One Day, we'll be meeting together and having more than 60 mins. to share about what siblings share about and to praise Him. And with everything He's done for us, I'm sure it'll seem like His coming will have been ever so soon. Even so come quickly, Lord Jesus.

Aug 3, 2025

DOORKNOCKERS, RINGS, & FROGS

Yesterday, I saw a video of Tom Sawyer.It had been a while since I'd read the story. I forgot he gave his shiny doorknocker to Becky Thatcher as symbol of engagement. We all smile knowingly, but whoever decided it had to be diamond rings? Can't it be one of those "broken medallions" where both partners keep the partial fragments, and the centerpiece is whole only when the two are united? I always liked those heart-shaped lockets.


A very long time ago, in Okinawa, it seemed to have been custom to tattoo married women's fingers black, so you looked down at women's hands to see if she had, not a wedding band, but a tattoo! Nowadays, a tattoo symbolizes a free spirit, but back then it meant you were owned. 


But Grandma Urata, I noticed, was young enough to wear a wedding band. With the ringed hand she poured kerosene on the dead idol she had found freedom from before lighting it aflame. Altho' as head priestess she had set up ancestor worship spots all over the island, she wanted to show homage to her new Love, the One True God and did so with this idol-burning ceremony in front of the family tomb.

"If the Son therefore will make you free, you will be free indeed." (John 8:36)

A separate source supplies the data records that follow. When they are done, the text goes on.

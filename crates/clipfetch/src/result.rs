use base64::{Engine, engine::general_purpose::STANDARD};
use serde::Serialize;
use tracing::debug;

use crate::content_id::ContentId;
use crate::error::FetchError;
use crate::source::SourceTag;
use crate::temp::TempFile;

pub const QUALITY: &str = "HD";

/// The finished asset, base64-encoded, plus what produced it.
#[derive(Debug, Clone)]
pub struct DownloadResult {
    /// Base64 of the mp4 bytes.
    pub payload: String,
    pub size_label: String,
    pub filename: String,
    pub source: SourceTag,
    pub quality: &'static str,
    pub watermark_removed: bool,
}

/// Wire shape handed to HTTP front-ends.
#[derive(Debug, Clone, Serialize)]
#[serde(rename_all = "camelCase")]
pub struct DownloadResponse {
    pub clean_url: String,
    pub size: String,
    pub filename: String,
    pub source: SourceTag,
    pub quality: &'static str,
    pub delogo_applied: bool,
}

impl DownloadResult {
    /// Load `file` into memory, encode it, and delete it.
    pub async fn assemble(
        file: TempFile,
        id: &ContentId,
        source: SourceTag,
        watermark_removed: bool,
    ) -> Result<Self, FetchError> {
        let bytes = tokio::fs::read(file.path()).await?;
        file.delete().await?;
        debug!(id = %id, bytes = bytes.len(), "assembling result");

        Ok(Self {
            payload: STANDARD.encode(&bytes),
            size_label: size_label(bytes.len() as u64),
            filename: id.filename(),
            source,
            quality: QUALITY,
            watermark_removed,
        })
    }

    pub fn clean_url(&self) -> String {
        format!("data:video/mp4;base64,{}", self.payload)
    }

    /// Decode the payload back into mp4 bytes.
    pub fn bytes(&self) -> Result<Vec<u8>, FetchError> {
        STANDARD
            .decode(&self.payload)
            .map_err(|e| FetchError::internal(format!("corrupt payload: {e}")))
    }

    pub fn to_response(&self) -> DownloadResponse {
        DownloadResponse {
            clean_url: self.clean_url(),
            size: self.size_label.clone(),
            filename: self.filename.clone(),
            source: self.source,
            quality: self.quality,
            delogo_applied: self.watermark_removed,
        }
    }
}

/// Size in MiB with one decimal, e.g. `2.0 MB`.
pub fn size_label(bytes: u64) -> String {
    format!("{:.1} MB", bytes as f64 / 1024.0 / 1024.0)
}
use serde::Deserialize;

/// Body of the post-details endpoint. Attachments appear either under `post`
/// or at the top level depending on the API revision.
#[derive(Debug, Default, Deserialize)]
#[serde(default)]
pub struct PostResponse {
    pub post: Option<Post>,
    pub attachments: Vec<Attachment>,
}

#[derive(Debug, Default, Deserialize)]
#[serde(default)]
pub struct Post {
    pub id: Option<String>,
    pub attachments: Vec<Attachment>,
}

#[derive(Debug, Default, Deserialize)]
#[serde(default)]
pub struct Attachment {
    pub downloadable_url: Option<String>,
    pub download_urls: Option<DownloadUrls>,
    pub encodings: Option<Encodings>,
}

#[derive(Debug, Default, Deserialize)]
#[serde(default)]
pub struct DownloadUrls {
    pub no_watermark: Option<String>,
    pub watermark: Option<String>,
}

#[derive(Debug, Default, Deserialize)]
#[serde(default)]
pub struct Encodings {
    pub source: Option<Encoding>,
}

#[derive(Debug, Default, Deserialize)]
#[serde(default)]
pub struct Encoding {
    pub path: Option<String>,
}

/// A playable URL and whether it still needs the watermark removed.
#[derive(Debug, Clone, PartialEq, Eq)]
pub struct PlayableUrl {
    pub url: String,
    pub needs_processing: bool,
}

impl PostResponse {
    pub fn first_attachment(&self) -> Option<&Attachment> {
        self.post
            .as_ref()
            .and_then(|post| post.attachments.first())
            .or_else(|| self.attachments.first())
    }
}

impl Attachment {
    /// Pick the best URL: an explicit clean copy first, then the generic
    /// download, the watermarked download, and finally the source encoding.
    pub fn playable_url(&self) -> Option<PlayableUrl> {
        let urls = self.download_urls.as_ref();

        if let Some(url) = non_empty(urls.and_then(|u| u.no_watermark.as_deref())) {
            return Some(PlayableUrl {
                url: url.to_owned(),
                needs_processing: false,
            });
        }

        non_empty(self.downloadable_url.as_deref())
            .or_else(|| non_empty(urls.and_then(|u| u.watermark.as_deref())))
            .or_else(|| {
                non_empty(
                    self.encodings
                        .as_ref()
                        .and_then(|e| e.source.as_ref())
                        .and_then(|s| s.path.as_deref()),
                )
            })
            .map(|url| PlayableUrl {
                url: url.to_owned(),
                needs_processing: true,
            })
    }
}

fn non_empty(value: Option<&str>) -> Option<&str> {
    value.filter(|v| !v.is_empty())
}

Some people say it is not in the gift but in the feeling behind the gift. I think it is, as they say, case-by-case. Yes, Becky was special to Tom, and yes, he wanted to give her his most precious possession, but I think I would've done the same thing Becky did: she RAN when Tom put on her hand his bullfrog!

Aug 1, 2025

NIGHT LIGHT

 "When God seems to be blowing out your candle and making your room all dark," I once heard, "it could be He wants you to throw open the shutters because He has some secret light from Heaven for you to see."


Would you pray with me for my sister Janice's daughter-in-law Shannon who'll be having cancer surgery at 11 AM tomorrow?

She has 3 little ones at home--the youngest was born last year, just before my Stateside trip--and I'm sure that family's "room" is pretty dark right now.

But they've given testimony before the church of their trust in God in all of this. We are waiting to see how He'll work through the whole situation.



When I was in Iwatsuki, I remember taking a picture of what looked like plain ol' beetles in the daylight. It was only when it got dark and I saw another "plain ol' beetle" spread his wings then...glow from the tail I realized it was a firefly! But the delightful charm of the insect didn't show itself until the darkness came!

I wonder if the Lord is letting the darkness descend on Shannon and her family right now? Please pray the Heaven's light would shine delightfully brightly through them too!